Vard bags contract to design and build 182m vessel, its longest ever

Vard secured a contract for the design and construction of a 182m research expedition vessel.
Vard secured a contract for the design and construction of a 182m research expedition vessel.PHOTO: VARD HOLDINGS
Vard secured a contract for the design and construction of a 182m research expedition vessel.
Vard secured a contract for the design and construction of a 182m research expedition vessel.PHOTO: VARD HOLDINGS

SINGAPORE - Vard Holdings said on Tuesday (May 2) it has secured a contract for the design and construction of a 182-metre research expedition vessel (REV), its longest ship.

Vard's client is Rosellinis Four-10, a company wholly-owned by Norwegian industrialist Kjell Inge Roekke and his family.

Said Mr Roekke: "My very first large factory trawler was built by Vard 30 years ago, and I have enjoyed a great relationship with the team at Vard since then. I know what Vard stands for, and it is a pleasure to come back and build this research expedition vessel together with them."

Developed by Vard Design in collaboration with the customer and the designer Espen Oeino, the ship is expected to enter service in 2020.

Vard said the vessel order is not expected to have any material impact on the company's earnings per share or net tangible assets per share for the current financial year.

 

With its length of 182 metres, the vessel will be the longest ever designed and built by Vard.

Its hull will be built at Vard Tulcea in Romania, and towed to Vard Brattvaag in Norway for outfitting. After delivery in Norway, the vessel will return to Romania for fairing, deck laying and finalization of the accommodation area.

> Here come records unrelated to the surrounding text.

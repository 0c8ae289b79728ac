//! Minimal WordprocessingML package built from the rendered page model.
//!
//! Regions are written one after another in reading order; Word reflows the text,
//! so only the content and run styling carry over.

use std::io::{Cursor, Write};

use zip::write::SimpleFileOptions;
use zip::{CompressionMethod, ZipWriter};

use crate::export::{xml_text, ExportError};
use crate::render::model::{Block, Entry, HeaderAlign, Span, SpanStyle};
use crate::render::RenderedResume;

const CONTENT_TYPES: &str = r#"<?xml version="1.0" encoding="UTF-8" standalone="yes"?>
<Types xmlns="http://schemas.openxmlformats.org/package/2006/content-types"><Default Extension="rels" ContentType="application/vnd.openxmlformats-package.relationships+xml"/><Default Extension="xml" ContentType="application/xml"/><Override PartName="/word/document.xml" ContentType="application/vnd.openxmlformats-officedocument.wordprocessingml.document.main+xml"/></Types>"#;

const RELS: &str = r#"<?xml version="1.0" encoding="UTF-8" standalone="yes"?>
<Relationships xmlns="http://schemas.openxmlformats.org/package/2006/relationships"><Relationship Id="rId1" Type="http://schemas.openxmlformats.org/officeDocument/2006/relationships/officeDocument" Target="word/document.xml"/></Relationships>"#;

const W_NS: &str = "http://schemas.openxmlformats.org/wordprocessingml/2006/main";

/// Font sizes in half-points.
const NAME_SIZE: u32 = 36;
const HEADING_SIZE: u32 = 24;
const BODY_SIZE: u32 = 20;

pub fn render_docx(resume: &RenderedResume) -> Result<Vec<u8>, ExportError> {
    let document = document_xml(resume);

    let mut zip = ZipWriter::new(Cursor::new(Vec::new()));
    let options = SimpleFileOptions::default().compression_method(CompressionMethod::Deflated);
    for (name, body) in [
        ("[Content_Types].xml", CONTENT_TYPES),
        ("_rels/.rels", RELS),
        ("word/document.xml", document.as_str()),
    ] {
        zip.start_file(name, options)
            .map_err(|e| ExportError::Docx(e.to_string()))?;
        zip.write_all(body.as_bytes())
            .map_err(|e| ExportError::Docx(e.to_string()))?;
    }
    let cursor = zip
        .finish()
        .map_err(|e| ExportError::Docx(e.to_string()))?;
    Ok(cursor.into_inner())
}

/// Run-level formatting.
#[derive(Default, Clone, Copy)]
struct RunStyle<'a> {
    bold: bool,
    italic: bool,
    size: Option<u32>,
    color: Option<&'a str>,
}

fn run(out: &mut String, text: &str, style: RunStyle<'_>) {
    out.push_str("<w:r>");
    if style.bold || style.italic || style.size.is_some() || style.color.is_some() {
        out.push_str("<w:rPr>");
        if style.bold {
            out.push_str("<w:b/>");
        }
        if style.italic {
            out.push_str("<w:i/>");
        }
        if let Some(color) = style.color {
            out.push_str(&format!("<w:color w:val=\"{color}\"/>"));
        }
        if let Some(size) = style.size {
            out.push_str(&format!("<w:sz w:val=\"{size}\"/>"));
        }
        out.push_str("</w:rPr>");
    }
    out.push_str("<w:t xml:space=\"preserve\">");
    out.push_str(&xml_text(text));
    out.push_str("</w:t></w:r>");
}

fn span_style(span: &Span) -> RunStyle<'static> {
    RunStyle {
        bold: span.style == SpanStyle::Strong,
        italic: span.style == SpanStyle::Emphasis,
        size: Some(BODY_SIZE),
        color: (span.style == SpanStyle::Muted).then_some("6B7280"),
    }
}

fn paragraph(out: &mut String, centered: bool, body: impl FnOnce(&mut String)) {
    out.push_str("<w:p>");
    if centered {
        out.push_str("<w:pPr><w:jc w:val=\"center\"/></w:pPr>");
    }
    body(out);
    out.push_str("</w:p>");
}

fn spans_paragraph(out: &mut String, spans: &[Span]) {
    paragraph(out, false, |out| {
        for span in spans {
            run(out, &span.text, span_style(span));
        }
    });
}

fn bullet_paragraphs(out: &mut String, items: &[String]) {
    for item in items {
        paragraph(out, false, |out| {
            run(
                out,
                &format!("• {item}"),
                RunStyle {
                    size: Some(BODY_SIZE),
                    ..Default::default()
                },
            );
        });
    }
}

fn entry_paragraphs(out: &mut String, entry: &Entry) {
    paragraph(out, false, |out| {
        for span in &entry.title {
            run(
                out,
                &span.text,
                RunStyle {
                    bold: true,
                    ..span_style(span)
                },
            );
        }
        if let Some(aside) = &entry.aside {
            out.push_str("<w:r><w:tab/></w:r>");
            run(
                out,
                aside,
                RunStyle {
                    size: Some(BODY_SIZE),
                    color: Some("6B7280"),
                    ..Default::default()
                },
            );
        }
    });
    if !entry.subtitle.is_empty() {
        spans_paragraph(out, &entry.subtitle);
    }
    bullet_paragraphs(out, &entry.bullets);
}

pub fn document_xml(resume: &RenderedResume) -> String {
    let hex = resume.theme_color.trim().trim_start_matches('#');
    let theme = Some(hex).filter(|c| c.len() == 6 && c.chars().all(|ch| ch.is_ascii_hexdigit()));
    let centered = resume.header.align == HeaderAlign::Center;

    let mut body = String::with_capacity(16 * 1024);
    paragraph(&mut body, centered, |out| {
        run(
            out,
            &resume.header.name,
            RunStyle {
                bold: true,
                size: Some(NAME_SIZE),
                color: theme,
                ..Default::default()
            },
        );
    });
    if let Some(headline) = &resume.header.headline {
        paragraph(&mut body, centered, |out| {
            run(out, headline, RunStyle::default());
        });
    }
    if !resume.header.contact.is_empty() {
        let contact = resume
            .header
            .contact
            .iter()
            .map(|s| s.text.as_str())
            .collect::<Vec<_>>()
            .join(" | ");
        paragraph(&mut body, centered, |out| {
            run(
                out,
                &contact,
                RunStyle {
                    size: Some(BODY_SIZE),
                    ..Default::default()
                },
            );
        });
    }

    for region in &resume.regions {
        for section in &region.sections {
            paragraph(&mut body, false, |out| {
                run(
                    out,
                    &section.heading,
                    RunStyle {
                        bold: true,
                        size: Some(HEADING_SIZE),
                        color: theme,
                        ..Default::default()
                    },
                );
            });
            for block in &section.blocks {
                match block {
                    Block::Paragraph { spans } => spans_paragraph(&mut body, spans),
                    Block::Bullets { items } => bullet_paragraphs(&mut body, items),
                    Block::Inline { items, separator } => {
                        spans_paragraph(&mut body, &[Span::plain(items.join(separator))])
                    }
                    Block::Entry(entry) => entry_paragraphs(&mut body, entry),
                }
            }
        }
    }

    format!(
        "<?xml version=\"1.0\" encoding=\"UTF-8\" standalone=\"yes\"?>\n\
         <w:document xmlns:w=\"{W_NS}\"><w:body>{body}\
         <w:sectPr><w:pgSz w:w=\"11906\" w:h=\"16838\"/>\
         <w:pgMar w:top=\"720\" w:right=\"720\" w:bottom=\"720\" w:left=\"720\" w:header=\"0\" w:footer=\"0\" w:gutter=\"0\"/>\
         </w:sectPr></w:body></w:document>"
    )
}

The highly specialized vessel is tailor-made for worldwide research and expedition activities, with the objective of developing knowledge and sustainable solutions to address the ocean's environmental challenges, said Vard. WWF Norway has been invited by the shipowner to take part in the further development of the research and expedition project.

Equipped with the latest technology on board, the vessel will be one of the most advanced research expedition vessels in the world, said Vard. Equipment for monitoring and surveying marine areas, currents, the seabed, fish, animals and plant life in all of the world's oceans will be available on the vessel.

Added Mr Roekke: "The REV will be a platform for gathering knowledge. I would like to welcome researchers, environmental groups, and other institutions on board, to acquire new skills to evolve innovative solutions to address challenges and opportunities connected to the seas."